Pas de réponse de Galilée.
— De toute façon, fit Maculano, quelque chose sera trouvé. Parce qu’il y a d’autres zones problématiques dans votre travail. Par exemple, d’aucuns prétendent que la théorie de l’atomisme que vous prônez dans votre livre Il Saggiatore constitue une contradiction directe de la doctrine de la transsubstantiation telle que définie par le concile de Trente. C’est une très grave hérésie, comme vous le savez évidemment.
— Mais ça n’a aucun rapport !
Maculano laissa planer un instant de silence.
— Il faut trouver quelque chose, répéta-t-il doucement. Vous devez donc changer d’argumentation. Tout se rapporte à cette affaire. Toute la question est celle de vos croyances, de vos intentions, de vos promesses, de vos actions. Toute votre vie, en fait.
Silence.
— Les choses étant ce qu’elles sont, la meilleure issue possible est de se concentrer sur le problème de procédure sur lequel vous semblez avoir achoppé, concernant l’injonction de 1616. En d’autres termes, la moins mauvaise de vos options serait que vous ayez, par inadvertance, oublié un ordre et créé un malentendu concernant les idées coperniciennes.
— J’ai obéi à l’injonction qui m’avait été faite.
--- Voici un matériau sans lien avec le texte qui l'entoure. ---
#[test]
fn test_heartbleed_pattern() {
    let mut a = analyzer();
    // heartbeat claims 0x4000 payload bytes inside a 19-byte record
    let mut hb = vec![TLS_HB_REQUEST];
    hb.extend_from_slice(&0x4000u16.to_be_bytes());
    hb.extend_from_slice(&[0u8; 16]);
    let bytes = record(0x0302, TLS_RT_HEARTBEAT, &hb);
    drive(&mut a, &bytes, L4Proto::Tcp, 0);

    assert!(a.flow(0).vuln.contains(TlsVuln::HEART));
}

#[test]
fn test_record_too_long() {
    let mut a = analyzer();
    let mut bytes = vec![TLS_RT_HANDSHAKE];
    bytes.extend_from_slice(&0x0303u16.to_be_bytes());
    bytes.extend_from_slice(&0x7fffu16.to_be_bytes());
    bytes.extend_from_slice(&[0u8; 8]);
    drive(&mut a, &bytes, L4Proto::Tcp, 0);
    assert!(a.flow(0).stat.contains(TlsStat::REC_TOO_LONG));
}

#[test]
fn test_version_mismatch_between_records() {
    let mut a = analyzer();
    let mut bytes = record(0x0301, TLS_RT_APPLICATION_DATA, &[0u8; 4]);
    bytes.extend(record(0x0303, TLS_RT_APPLICATION_DATA, &[0u8; 4]));
    drive(&mut a, &bytes, L4Proto::Tcp, 0);

    let f = a.flow(0);
    assert!(f.stat.contains(TlsStat::VERSION_MISMATCH));
    assert_eq!(f.num_app_data, 2);
    assert_eq!(f.num_rec_ver, 2);
}

#[test]
fn test_sslv2_fallback() {
    let mut a = analyzer();
    // SSLv2-framed CLIENT-HELLO announcing SSL 3.0
    let mut bytes = vec![0x80, 0x1f]; // high bit: 2-byte header, length 31
    bytes.push(0x01); // message type
    bytes.extend_from_slice(&0x0300u16.to_be_bytes());
    bytes.extend_from_slice(&[0u8; 28]);
    drive(&mut a, &bytes, L4Proto::Tcp, 0);

    assert_eq!(a.flow(0).version, 0x0300);
}

#[test]
fn test_deflate_compression_flags_crime() {
    let mut a = analyzer();
    let mut body = 0x0303u16.to_be_bytes().to_vec();
    body.extend_from_slice(&1_690_000_000u32.to_be_bytes());
    body.extend_from_slice(&[0x5a; 28]);
    body.push(0); // session id
    body.extend_from_slice(&2u16.to_be_bytes()); // one cipher
    body.extend_from_slice(&0xc02bu16.to_be_bytes());
    body.push(2); // two compression methods
    body.push(1); // deflate
    body.push(0);
    body.extend_from_slice(&0u16.to_be_bytes()); // no extensions
    let mut hs = vec![TLS_HT_CLIENT_HELLO];
    hs.extend_from_slice(&(body.len() as u32).to_be_bytes()[1..]);
    hs.extend_from_slice(&body);
    let bytes = record(0x0301, TLS_RT_HANDSHAKE, &hs);
    drive(&mut a, &bytes, L4Proto::Tcp, 0);

    let f = a.flow(0);
    assert!(f.flags.contains(TlsFlags::COMPR));
    assert!(f.vuln.contains(TlsVuln::BREACH));
    assert!(f.vuln.contains(TlsVuln::CRIME));
}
— Non. Ne continuez pas à répéter cela. Rappelez-vous que si vous continuez à insister sur ce point les choses vont empirer. Les examens du Saint-Office comprennent, comme vous le savez, un interrogatoire rigoureux, faisant intervenir des procédés que je ne voudrais pas voir utiliser dans votre cas. Ces examens débouchent toujours sur les réponses attendues, après quoi il ne vous reste plus qu’à vous en remettre à la merci du Saint-Office. Cela pourrait être un emprisonnement à vie au château Saint-Ange. C’est souvent arrivé. Ou cela pourrait être encore pire. Ce serait un désastre pour toutes les parties concernées, n’est-ce pas ?
— Oui.
— Alors, si vous pouviez plaider l’oubli, et peut-être une erreur de jugement – trop d’orgueil, de complaisance ou d’imprudence, peu importe le péché véniel que vous choisirez –, ce serait déjà un point de départ. Votre punition pourrait être de réciter les sept psaumes de pénitence sur une base hebdomadaire pendant quelques années, ou quelque chose de cette sorte…
— Mais j’avais l’autorisation de publier ! J’ai parlé de la situation avec Sa Sainteté en personne !
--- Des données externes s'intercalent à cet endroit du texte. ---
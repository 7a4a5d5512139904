/*!
OpenVPN control-channel detection.

A 2-byte length equal to the wire payload length minus two, followed by a
valid opcode in the high 5 bits of the next byte, identifies the OpenVPN
framing; the TLS handshake follows inside CONTROL_V1 messages.
*/
use crate::buffer::ByteCursor;
use crate::models::tls::*;
use crate::models::PacketView;

use super::TlsFlow;

/// Same contract as `tls_read!`, usable where the enclosing function
/// returns bool with false meaning "stop".
macro_rules! tls_read_bool {
    ($f:expr, $buf:expr, $m:ident) => {
        match $buf.$m() {
            Some(v) => v,
            None => {
                $f.stat |= TlsStat::SNAP;
                return false;
            }
        }
    };
}

/// Cheap pre-check before committing to OpenVPN processing.
pub(super) fn is_openvpn(buf: &mut ByteCursor, packet: &PacketView, f: &TlsFlow) -> bool {
    if f.proto.contains(TlsProto::OVPN) {
        return true;
    }
    if buf.left() < 16 {
        return false;
    }
    match buf.peek_u16() {
        Some(length) => length == packet.l7_len.wrapping_sub(2),
        None => false,
    }
}

/// Consume the OpenVPN framing. Returns true when a TLS record may follow
/// (CONTROL_V1), false when the packet holds no further TLS content.
pub(super) fn process_openvpn(buf: &mut ByteCursor, f: &mut TlsFlow) -> bool {
    buf.skip_u16(); // packet length

    // opcode(5) / key_id(3)
    let opcode = tls_read_bool!(f, buf, read_u8);
    let opcode = (opcode & 0xf8) >> 3;
    if !ovpn_opcode_is_valid(opcode) {
        return false;
    }
    f.ovpn_type |= 1 << opcode;
    f.proto |= TlsProto::OVPN;

    if opcode == OVPN_DATA_V1 || opcode == OVPN_DATA_V2 {
        // encrypted data channel
        return false;
    }

    if f.ovpn_sess_id == 0 {
        f.ovpn_sess_id = tls_read_bool!(f, buf, read_u64);
    } else {
        buf.skip_u64();
    }

    if opcode != OVPN_CONTROL_V1 {
        return false;
    }

    // message packet-id array
    let len = tls_read_bool!(f, buf, read_u8);
    if len > 0 {
        buf.skip_n(len as usize * 4);
    }

    // remote session id, absent in the first message
    let rsid = tls_read_bool!(f, buf, peek_u16);
    if rsid != 0 {
        buf.skip_u64();
    }

    // message packet-id
    buf.skip_u32();

    true
}

#[cfg(test)]
mod tests {
    use super::*;
    use crate::models::L4Proto;

    fn packet(l7: &[u8]) -> PacketView {
        PacketView {
            l7,
            l7_len: l7.len() as u16,
            ts_secs: 1_700_000_000,
            ts_usecs: 0,
            l4_proto: L4Proto::Udp,
            first_fragment: true,
            pkt_num: 1,
        }
    }

    #[test]
    fn test_control_v1_framing() {
        // len | opcode CONTROL_V1 (4 << 3) | session id | pid array len 0 |
        // remote session id (0 = absent as u16 peek) | packet id
        let mut bytes = Vec::new();
        bytes.extend_from_slice(&[0x00, 0x00]); // patched below
        bytes.push(OVPN_CONTROL_V1 << 3);
        bytes.extend_from_slice(&0x1122_3344_5566_7788u64.to_be_bytes());
        bytes.push(0); // packet-id array length
        bytes.extend_from_slice(&0u32.to_be_bytes()); // message packet id
        bytes.extend_from_slice(&[0u8; 8]); // padding so the peek works
        let len = (bytes.len() - 2) as u16;
        bytes[..2].copy_from_slice(&len.to_be_bytes());

        let pkt = packet(&bytes);
        let mut f = TlsFlow::default();
        let mut buf = ByteCursor::new(&bytes);
        assert!(is_openvpn(&mut buf, &pkt, &f));
        assert!(process_openvpn(&mut buf, &mut f));
        assert!(f.proto.contains(TlsProto::OVPN));
        assert_eq!(f.ovpn_sess_id, 0x1122_3344_5566_7788);
        assert_eq!(f.ovpn_type, 1 << OVPN_CONTROL_V1);
    }

    #[test]
    fn test_data_channel_stops_processing() {
        let mut bytes = Vec::new();
        bytes.extend_from_slice(&[0x00, 0x00]);
        bytes.push(OVPN_DATA_V2 << 3);
        bytes.extend_from_slice(&[0u8; 24]);
        let len = (bytes.len() - 2) as u16;
        bytes[..2].copy_from_slice(&len.to_be_bytes());

        let pkt = packet(&bytes);
        let mut f = TlsFlow::default();
        let mut buf = ByteCursor::new(&bytes);
        assert!(is_openvpn(&mut buf, &pkt, &f));
        assert!(!process_openvpn(&mut buf, &mut f));
        assert!(f.proto.contains(TlsProto::OVPN));
    }

    #[test]
    fn test_non_openvpn_payload() {
        let bytes = [0x16, 0x03, 0x03, 0x00, 0x20, 0, 0, 0, 0, 0, 0, 0, 0, 0, 0, 0, 0];
        let pkt = packet(&bytes);
        let f = TlsFlow::default();
        let mut buf = ByteCursor::new(&bytes);
        assert!(!is_openvpn(&mut buf, &pkt, &f));
    }
}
Cela devenait répétitif, maintenant, comme dans une de ces fins de partie, aux échecs, où le côté le plus fort doit lentement et patiemment grignoter les défenses de l’adversaire afin d’acculer son roi dans une position où il n’a plus d’options.
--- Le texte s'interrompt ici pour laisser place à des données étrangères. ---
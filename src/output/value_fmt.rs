/*!
Shared leaf formatters for the text and JSON translators.
*/
use std::net::Ipv6Addr;

use chrono::{DateTime, SecondsFormat, Utc};

use super::{Ip4Format, Ip6Format, MacFormat, TextFormat, TimeFormat};

macro_rules! hx {
    ($fmt:expr, $v:expr, $w:expr) => {
        if $fmt.hex_upper {
            format!("0x{:0w$X}", $v, w = $w)
        } else {
            format!("0x{:0w$x}", $v, w = $w)
        }
    };
}

pub(crate) fn hex8(fmt: &TextFormat, v: u8) -> String {
    hx!(fmt, v, 2)
}

pub(crate) fn hex16(fmt: &TextFormat, v: u16) -> String {
    hx!(fmt, v, 4)
}

pub(crate) fn hex32(fmt: &TextFormat, v: u32) -> String {
    hx!(fmt, v, 8)
}

pub(crate) fn hex64(fmt: &TextFormat, v: u64) -> String {
    hx!(fmt, v, 16)
}

pub(crate) fn hex128(fmt: &TextFormat, v: u128) -> String {
    hx!(fmt, v, 32)
}

pub(crate) fn hex_bytes(fmt: &TextFormat, bytes: &[u8]) -> String {
    let body = if fmt.hex_upper {
        hex::encode_upper(bytes)
    } else {
        hex::encode(bytes)
    };
    format!("0x{body}")
}

/// Shortest round-trip double with a guaranteed decimal point or exponent
/// so a reader can not mistake it for an integer. The exponent carries no
/// sign prefix and no leading zeros.
pub(crate) fn double(v: f64) -> String {
    let mut s = format!("{v}");
    if !s.contains('.') && !s.contains('e') && !s.contains("NaN") && !s.contains("inf") {
        s.push_str(".0");
    }
    s
}

pub(crate) fn ip4(fmt: &TextFormat, o: [u8; 4]) -> String {
    match fmt.ip4 {
        Ip4Format::Normal => format!("{}.{}.{}.{}", o[0], o[1], o[2], o[3]),
        Ip4Format::Normalized => format!("{:03}.{:03}.{:03}.{:03}", o[0], o[1], o[2], o[3]),
        Ip4Format::Hex => hex32(fmt, u32::from_be_bytes(o)),
        Ip4Format::Uint32 => format!("{}", u32::from_be_bytes(o)),
    }
}

pub(crate) fn ip6(fmt: &TextFormat, o: [u8; 16]) -> String {
    match fmt.ip6 {
        Ip6Format::Compressed => Ipv6Addr::from(o).to_string(),
        Ip6Format::Uncompressed => {
            let g: Vec<String> = o
                .chunks_exact(2)
                .map(|c| {
                    let v = u16::from_be_bytes([c[0], c[1]]);
                    if fmt.hex_upper {
                        format!("{v:04X}")
                    } else {
                        format!("{v:04x}")
                    }
                })
                .collect();
            g.join(":")
        }
        Ip6Format::Hex128 => hex128(fmt, u128::from_be_bytes(o)),
        Ip6Format::Hex64Pair => {
            let hi = u64::from_be_bytes(o[..8].try_into().unwrap());
            let lo = u64::from_be_bytes(o[8..].try_into().unwrap());
            format!("{}_{}", hex64(fmt, hi), hex64(fmt, lo))
        }
    }
}

pub(crate) fn mac(fmt: &TextFormat, m: [u8; 6]) -> String {
    match fmt.mac {
        MacFormat::Separated => {
            let g: Vec<String> = m
                .iter()
                .map(|b| {
                    if fmt.hex_upper {
                        format!("{b:02X}")
                    } else {
                        format!("{b:02x}")
                    }
                })
                .collect();
            g.join(&fmt.mac_sep)
        }
        MacFormat::Hex64 => {
            let v = m.iter().fold(0u64, |acc, &b| (acc << 8) | b as u64);
            hex64(fmt, v)
        }
        MacFormat::Uint64 => {
            let v = m.iter().fold(0u64, |acc, &b| (acc << 8) | b as u64);
            format!("{v}")
        }
    }
}

/// Timestamps honor the configured representation; durations always print
/// as fractional seconds.
pub(crate) fn timestamp(fmt: &TextFormat, secs: u64, frac: u32, is_duration: bool) -> String {
    if is_duration || fmt.time == TimeFormat::UnixFrac {
        return format!("{secs}.{frac:06}");
    }
    match DateTime::<Utc>::from_timestamp(secs as i64, frac.saturating_mul(1000)) {
        Some(dt) => dt.to_rfc3339_opts(SecondsFormat::Micros, false),
        None => format!("{secs}.{frac:06}"),
    }
}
— Vous m’obligez à vous rappeler encore une fois que ce n’est pas une voie satisfaisante pour vous. Le livre a été lu en attachant la plus grande attention à sa logique, sa raison, sa rhétorique, ses mathématiques et ses incidences, par des érudits, des savants et des juges, et leurs rapports ont unanimement affirmé que vous vous faites l’avocat de la vision copernicienne. Vous ne pouvez pas ajouter quelques mots à la fin d’un tel argument et espérer changer l’effet que produit l’ensemble. D’autant moins que la plupart de ces derniers propos sont placés dans la bouche d’un personnage appelé Simplicio, un aristotélicien présenté partout ailleurs dans le livre comme un imbécile. En vérité, une sorte de débile, simple d’esprit dans les faits comme par son nom. Les paroles d’Urbain, sa doctrine, attribuées à ce personnage ! Cela ne fera pas l’affaire. Votre livre, tel qu’il est écrit, présente très clairement l’affaire. Vous êtes un bon catholique, et pourtant vous avez désobéi à une injonction du Saint-Office, ainsi que l’ont jugé les officiers de ce Saint-Office. Cela pourrait mener à une conséquence désastreuse. J’espère que vous le savez.